À sombra daquela árvore

À sombra daquela árvore

O vento frio acaricia a face da mulher. As maçãs salientes vão se tornando a cada momento mais avermelhadas. As rugas surgem mostrando sorrisos passados, tantas as fases. À sombra da árvore frondosa, a velha mulher olha a escada adiante, cujos degraus gastos estão descoloridos pelos vários sois. Lembra a mulher velha das histórias vividas naquela casa de madeira escura. Um chalé que abrigou a família grande, hoje apenas ela. O filho mais velho, formado em Medicina, buscou a capital, e aparece vez por outra apenas nas ditas datas especiais. A filha também, embora mais vezes, mas preferiu seguir o companheiro pela estrada da vida. Sempre que pode, volta para abraçar a mãe e ficar embaixo da árvore centenária, plantada pelo bisavô.  Ainda assim, a velha senhora sente a falta dos dias ensolarados de primavera, em que as brincadeiras podiam ser ouvidas e o griteiro característico das crianças entrava pela janela, enquanto ela fazia sua receita especial, o bolo de cenoura da Vó Cecília, e a roseira florida misturava seu cheiro ao gostoso aroma vindo do fogão à lenha.
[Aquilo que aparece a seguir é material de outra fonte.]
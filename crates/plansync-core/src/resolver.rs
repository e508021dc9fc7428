//! Conflict resolution
//!
//! Applies one of three policies to a session sitting in `conflict`:
//! - `keep_local` re-reads the current server revision and writes the
//!   local design against it
//! - `keep_server` reloads the server state, falling back to the snapshot
//!   payload when the reload fails
//! - `keep_both` saves the local design as a new document, then proceeds
//!   as `keep_server`
//!
//! Every successful path leaves the session `synced` with no snapshot.

use crate::error::SyncError;
use crate::model::EditableModel;
use crate::session::ProjectSession;
use crate::state::SaveTicket;
use crate::types::{ConflictSnapshot, ResolutionOutcome, ResolveStrategy};
use futures::FutureExt;
use plansync_document::{DocumentId, NewDocument};
use plansync_store::{WriteOutcome, WriteRequest};
use std::panic::AssertUnwindSafe;

impl<M: EditableModel> ProjectSession<M> {
    /// Resolve the active conflict with `strategy`
    ///
    /// Returns [`ResolutionOutcome::NotInConflict`] without doing anything
    /// unless the session is in `conflict`. On failure the conflict stays
    /// open and its error message is set.
    pub async fn resolve_conflict(&self, strategy: ResolveStrategy) -> ResolutionOutcome {
        let attempt = AssertUnwindSafe(self.run_resolution(strategy))
            .catch_unwind()
            .await;
        match attempt.unwrap_or_else(|panic| Err(SyncError::from_panic("resolve", &*panic))) {
            Ok(outcome) => outcome,
            Err(error) => {
                tracing::error!("Resolving conflict with {} failed: {}", strategy, error);
                if !matches!(error, SyncError::Busy | SyncError::Superseded) {
                    self.machine.note_resolution_failure(error.to_string());
                }
                ResolutionOutcome::from(&error)
            }
        }
    }

    async fn run_resolution(
        &self,
        strategy: ResolveStrategy,
    ) -> Result<ResolutionOutcome, SyncError> {
        self.ensure_open()?;
        let Some(snapshot) = self.machine.active_conflict() else {
            return Ok(ResolutionOutcome::NotInConflict);
        };
        let document_id = self.document_id().ok_or(SyncError::NoDocument)?;
        let _gate = self.acquire_gate()?;
        let ticket = self.machine.ticket();

        tracing::info!(
            "Resolving conflict on {} (server at {}) with {}",
            document_id,
            snapshot.revision,
            strategy
        );
        match strategy {
            ResolveStrategy::KeepLocal => self.keep_local(document_id, &ticket).await,
            ResolveStrategy::KeepServer => {
                self.keep_server(document_id, snapshot, &ticket, None).await
            }
            ResolveStrategy::KeepBoth => self.keep_both(document_id, snapshot, &ticket).await,
        }
    }

    async fn keep_local(
        &self,
        document_id: DocumentId,
        ticket: &SaveTicket,
    ) -> Result<ResolutionOutcome, SyncError> {
        let payload = self.model.lock().snapshot()?;
        let store = &self.store;
        let id = &document_id;

        let current = self
            .with_retry("resolve.read", move |_| store.read(id))
            .await?;
        let request = WriteRequest::new(document_id, current.revision, payload);
        let outcome = self
            .with_retry("resolve.write", move |_| store.write(request.clone()))
            .await?;

        match outcome {
            WriteOutcome::Accepted(document) => {
                self.machine
                    .commit_saved(ticket, document_id, document.revision)
                    .applied()?;
                self.refresh_meta(&document);
                Ok(ResolutionOutcome::Resolved {
                    strategy: ResolveStrategy::KeepLocal,
                    revision: document.revision,
                    copy: None,
                    reloaded: false,
                })
            }
            WriteOutcome::Conflict {
                server_revision,
                server_payload,
            } => {
                tracing::warn!(
                    "Forced write to {} met a newer revision {}",
                    document_id,
                    server_revision
                );
                self.machine
                    .commit_conflict(ticket, server_revision, server_payload)
                    .applied()?;
                Ok(ResolutionOutcome::Conflict { server_revision })
            }
            WriteOutcome::Rejected { message } => Err(SyncError::Validation(message)),
        }
    }

    async fn keep_server(
        &self,
        document_id: DocumentId,
        snapshot: ConflictSnapshot,
        ticket: &SaveTicket,
        copy: Option<DocumentId>,
    ) -> Result<ResolutionOutcome, SyncError> {
        let strategy = if copy.is_some() {
            ResolveStrategy::KeepBoth
        } else {
            ResolveStrategy::KeepServer
        };
        // Model changes only through the reload or the fallback below
        let (revision, reloaded) = match self.reload(document_id, ticket).await {
            Ok((_, revision)) => (revision, true),
            Err(SyncError::Superseded) => return Err(SyncError::Superseded),
            Err(error) => {
                tracing::warn!(
                    "Reload of {} after choosing server state failed, keeping {}: {}",
                    document_id,
                    snapshot.revision,
                    error
                );
                if !self.machine.is_current(ticket) || self.is_closed() {
                    return Err(SyncError::Superseded);
                }
                {
                    let mut model = self.model.lock();
                    model.replace(&snapshot.payload)?;
                    model.clear_history();
                    model.clear_selection();
                }
                self.machine
                    .bind_loaded(ticket, snapshot.revision)
                    .applied()?;
                (snapshot.revision, false)
            }
        };
        self.machine.clear_conflict();

        Ok(ResolutionOutcome::Resolved {
            strategy,
            revision,
            copy,
            reloaded,
        })
    }

    async fn keep_both(
        &self,
        document_id: DocumentId,
        snapshot: ConflictSnapshot,
        ticket: &SaveTicket,
    ) -> Result<ResolutionOutcome, SyncError> {
        let payload = self.model.lock().snapshot()?;
        let (name, description) = self
            .meta()
            .map(|meta| (meta.name, meta.description))
            .unwrap_or_else(|| (self.config().default_document_name.clone(), String::new()));
        let draft = NewDocument::new(format!("{name}{}", self.config().copy_suffix), payload)
            .map_err(|e| SyncError::Validation(e.to_string()))?
            .with_description(description);

        let copy = self.create_document("resolve.copy", draft).await?;
        tracing::info!("Kept local design of {} as {}", document_id, copy.id);

        self.keep_server(document_id, snapshot, ticket, Some(copy.id))
            .await
    }
}

#[cfg(test)]
mod tests {
    use super::*;
    use crate::types::SyncStatus;
    use plansync_store::MemoryDocumentStore;
    use std::sync::Arc;

    #[tokio::test]
    async fn resolution_outside_conflict_is_a_noop() {
        let store = Arc::new(MemoryDocumentStore::new());
        let session = ProjectSession::builder(store.clone()).build();
        session.create_new(Some("Hall".into())).await.unwrap();
        session.mark_dirty();
        let before = session.state();

        for strategy in ResolveStrategy::ALL {
            assert_eq!(
                session.resolve_conflict(strategy).await,
                ResolutionOutcome::NotInConflict
            );
        }
        assert_eq!(session.state(), before);
        assert_eq!(session.status(), SyncStatus::LocalOnly);
        assert_eq!(store.len(), 1);
    }
}
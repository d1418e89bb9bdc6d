//! Batch synthesis engine.
//!
//! Coordinates the segmented text, the model collaborator, and the
//! output writer for one run.

mod runner;

pub use runner::{BatchOutcome, DEFAULT_SENTENCE_LIMIT, RunLog, SentenceRecord, SynthesisRunner};

#[cfg(test)]
mod tests {
    use super::*;
    use crate::audio::Waveform;
    use crate::model::{MockSpeechModel, ModelError, SynthesisParameters};
    use crate::output::OutputWriter;
    use crate::text::{SentenceUnit, segment};
    use tempfile::TempDir;

    const ARTICLE: &str = "The first sentence is right here. \
                           The second sentence is right here. \
                           The third sentence is right here. \
                           The fourth sentence is right here. \
                           The fifth sentence is right here.";

    /// Deterministic per-sentence waveform: sample count tracks text length.
    fn wave_for(text: &str) -> Waveform {
        Waveform::new(vec![0.5; text.len() * 10], 24_000)
    }

    fn sentences() -> Vec<SentenceUnit> {
        let units = segment(ARTICLE);
        assert_eq!(units.len(), 5);
        units
    }

    // ===========================================
    // SynthesisRunner tests
    // ===========================================

    #[test]
    fn test_run_all_sentences_succeed() {
        let dir = TempDir::new().unwrap();
        let writer = OutputWriter::new(dir.path()).unwrap();
        let units = sentences();

        let mut mock = MockSpeechModel::new();
        mock.expect_generate()
            .times(5)
            .returning(|text, _| Ok(wave_for(text)));

        let runner = SynthesisRunner::new(&mock);
        let outcome = runner.run(&units, &SynthesisParameters::default(), 25, &writer);

        assert_eq!(outcome.attempts(), 5);
        assert_eq!(outcome.successes(), 5);
        assert!(!outcome.failed());

        let expected_len: usize = units.iter().map(|u| wave_for(u.as_str()).len()).sum();
        assert_eq!(outcome.combined.unwrap().len(), expected_len);
    }

    #[test]
    fn test_run_persists_each_sentence() {
        let dir = TempDir::new().unwrap();
        let writer = OutputWriter::new(dir.path()).unwrap();
        let units = sentences();

        let mut mock = MockSpeechModel::new();
        mock.expect_generate()
            .returning(|text, _| Ok(wave_for(text)));

        let runner = SynthesisRunner::new(&mock);
        runner.run(&units, &SynthesisParameters::default(), 25, &writer);

        for i in 1..=5 {
            assert!(dir.path().join(format!("sentence_{i:03}.wav")).exists());
        }
    }

    #[test]
    fn test_run_skips_failed_sentence_and_keeps_order() {
        let dir = TempDir::new().unwrap();
        let writer = OutputWriter::new(dir.path()).unwrap();
        let units = sentences();

        let mut mock = MockSpeechModel::new();
        mock.expect_generate().times(5).returning(|text, _| {
            if text.contains("second") {
                Err(ModelError::GenerationFailed("decoder overflow".to_string()))
            } else {
                Ok(wave_for(text))
            }
        });

        let runner = SynthesisRunner::new(&mock);
        let outcome = runner.run(&units, &SynthesisParameters::default(), 25, &writer);

        assert_eq!(outcome.attempts(), 5);
        assert_eq!(outcome.successes(), 4);

        // Combined equals the concatenation of sentences 1, 3, 4, 5 in order.
        let expected: Vec<Waveform> = units
            .iter()
            .filter(|u| !u.as_str().contains("second"))
            .map(|u| wave_for(u.as_str()))
            .collect();
        assert_eq!(
            outcome.combined.unwrap(),
            Waveform::concat(&expected).unwrap()
        );

        // Exactly one error entry, referencing sentence 2.
        let errors: Vec<&String> = outcome
            .log
            .lines()
            .iter()
            .filter(|l| l.starts_with("[ERR]"))
            .collect();
        assert_eq!(errors.len(), 1);
        assert!(errors[0].starts_with("[ERR] 2:"));

        assert!(outcome.records[1].outcome.is_err());
        assert_eq!(outcome.records[1].index, 1);
        assert!(outcome.records[1].text.contains("second"));

        // The failed sentence leaves no file behind.
        assert!(!dir.path().join("sentence_002.wav").exists());
        assert!(dir.path().join("sentence_003.wav").exists());
    }

    #[test]
    fn test_run_all_sentences_fail() {
        let dir = TempDir::new().unwrap();
        let writer = OutputWriter::new(dir.path()).unwrap();
        let units = sentences();

        let mut mock = MockSpeechModel::new();
        mock.expect_generate()
            .times(5)
            .returning(|_, _| Err(ModelError::GenerationFailed("out of memory".to_string())));

        let runner = SynthesisRunner::new(&mock);
        let outcome = runner.run(&units, &SynthesisParameters::default(), 25, &writer);

        assert!(outcome.failed());
        assert!(outcome.combined.is_none());
        assert_eq!(outcome.successes(), 0);
        assert_eq!(outcome.attempts(), 5);
        assert!(
            outcome
                .log
                .lines()
                .iter()
                .any(|l| l == "No audio generated.")
        );
    }

    #[test]
    fn test_run_respects_sentence_limit() {
        let dir = TempDir::new().unwrap();
        let writer = OutputWriter::new(dir.path()).unwrap();
        let units = sentences();

        let mut mock = MockSpeechModel::new();
        mock.expect_generate()
            .times(2)
            .returning(|text, _| Ok(wave_for(text)));

        let runner = SynthesisRunner::new(&mock);
        let outcome = runner.run(&units, &SynthesisParameters::default(), 2, &writer);

        assert_eq!(outcome.attempts(), 2);
        assert_eq!(outcome.successes(), 2);
    }

    #[test]
    fn test_run_empty_sentence_list() {
        let dir = TempDir::new().unwrap();
        let writer = OutputWriter::new(dir.path()).unwrap();

        let mock = MockSpeechModel::new();
        let runner = SynthesisRunner::new(&mock);
        let outcome = runner.run(&[], &SynthesisParameters::default(), 25, &writer);

        assert!(outcome.failed());
        assert_eq!(outcome.attempts(), 0);
    }

    #[test]
    fn test_run_forwards_fixed_parameters() {
        let dir = TempDir::new().unwrap();
        let writer = OutputWriter::new(dir.path()).unwrap();
        let units = sentences();

        let params = SynthesisParameters::new()
            .with_temperature(0.9)
            .with_reference("/tmp/narrator.wav");

        let mut mock = MockSpeechModel::new();
        mock.expect_generate()
            .withf(|_, p| {
                p.temperature == 0.9
                    && p.audio_prompt_path.as_deref()
                        == Some(std::path::Path::new("/tmp/narrator.wav"))
            })
            .times(5)
            .returning(|text, _| Ok(wave_for(text)));

        let runner = SynthesisRunner::new(&mock);
        let outcome = runner.run(&units, &params, 25, &writer);

        assert_eq!(outcome.successes(), 5);
    }

    // ===========================================
    // RunLog tests
    // ===========================================

    #[test]
    fn test_run_log_accumulates_in_order() {
        let mut log = RunLog::new();
        assert!(log.is_empty());

        log.push("Device: cpu");
        log.push(format!("Sentences: {}", 2));

        assert_eq!(log.lines().len(), 2);
        assert_eq!(log.to_text(), "Device: cpu\nSentences: 2");
    }

    #[test]
    fn test_outcome_summary_line_reports_counts() {
        let dir = TempDir::new().unwrap();
        let writer = OutputWriter::new(dir.path()).unwrap();
        let units = sentences();

        let mut mock = MockSpeechModel::new();
        mock.expect_generate().returning(|text, _| {
            if text.contains("fifth") {
                Err(ModelError::GenerationFailed("timeout".to_string()))
            } else {
                Ok(wave_for(text))
            }
        });

        let runner = SynthesisRunner::new(&mock);
        let outcome = runner.run(&units, &SynthesisParameters::default(), 25, &writer);

        assert!(
            outcome
                .log
                .lines()
                .iter()
                .any(|l| l.contains("4/5 sentences"))
        );
    }
}
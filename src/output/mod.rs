//! Run-versioned output layout and artifact persistence.

mod run;
mod writer;

pub use run::{LATEST_LINK_NAME, LegacyAlias, RunDirectory, RunDirectoryManager};
pub use writer::{COMBINED_FILE_NAME, OutputWriter};

use thiserror::Error;

/// Errors that can occur while laying out or writing run output.
#[derive(Error, Debug)]
pub enum OutputError {
    #[error("IO error: {0}")]
    Io(#[from] std::io::Error),

    #[error("Audio write failed: {0}")]
    Audio(#[from] crate::audio::AudioError),
}
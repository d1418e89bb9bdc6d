//! Audio primitives: waveforms, resampling, reference preparation.

mod reference;
mod resampler;
mod wave;

pub use reference::{
    DEFAULT_MAX_REFERENCE_SECS, MODEL_SAMPLE_RATE, PreparedReference, TRIM_TOP_DB,
    prepare_reference,
};
pub use resampler::resample;
pub use wave::Waveform;

use thiserror::Error;

/// Errors that can occur while processing audio.
#[derive(Error, Debug)]
pub enum AudioError {
    #[error("Audio file not found: {0}")]
    NotFound(String),

    #[error("Failed to decode audio: {0}")]
    Decode(String),

    #[error("Resampling failed: {0}")]
    Resample(String),

    #[error("WAV error: {0}")]
    Wav(#[from] hound::Error),

    #[error("IO error: {0}")]
    Io(#[from] std::io::Error),
}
O inverno castiga a roseira atualmente e não há mais fogão, foi trocado por uma máquina que faz barulho e aquece os alimentos sem nenhuma chama, presente do filho. A mulher velha não gosta de usar a tal máquina e prefere o fogareiro de duas bocas, herança do marido pescador. Pouco faz comida, somente quando sabe que os filhos vêm. Alimenta-se mais das frutas e dos legumes e verduras que mantém com carinho no vasto quintal. Embora o inverno este ano tenha castigado seus frutos. É hora de levantar e sair da sombra daquela árvore. Com dificuldade, sobe os quatro degraus. Entra no chalé e fecha a porta, sem olhar para trás.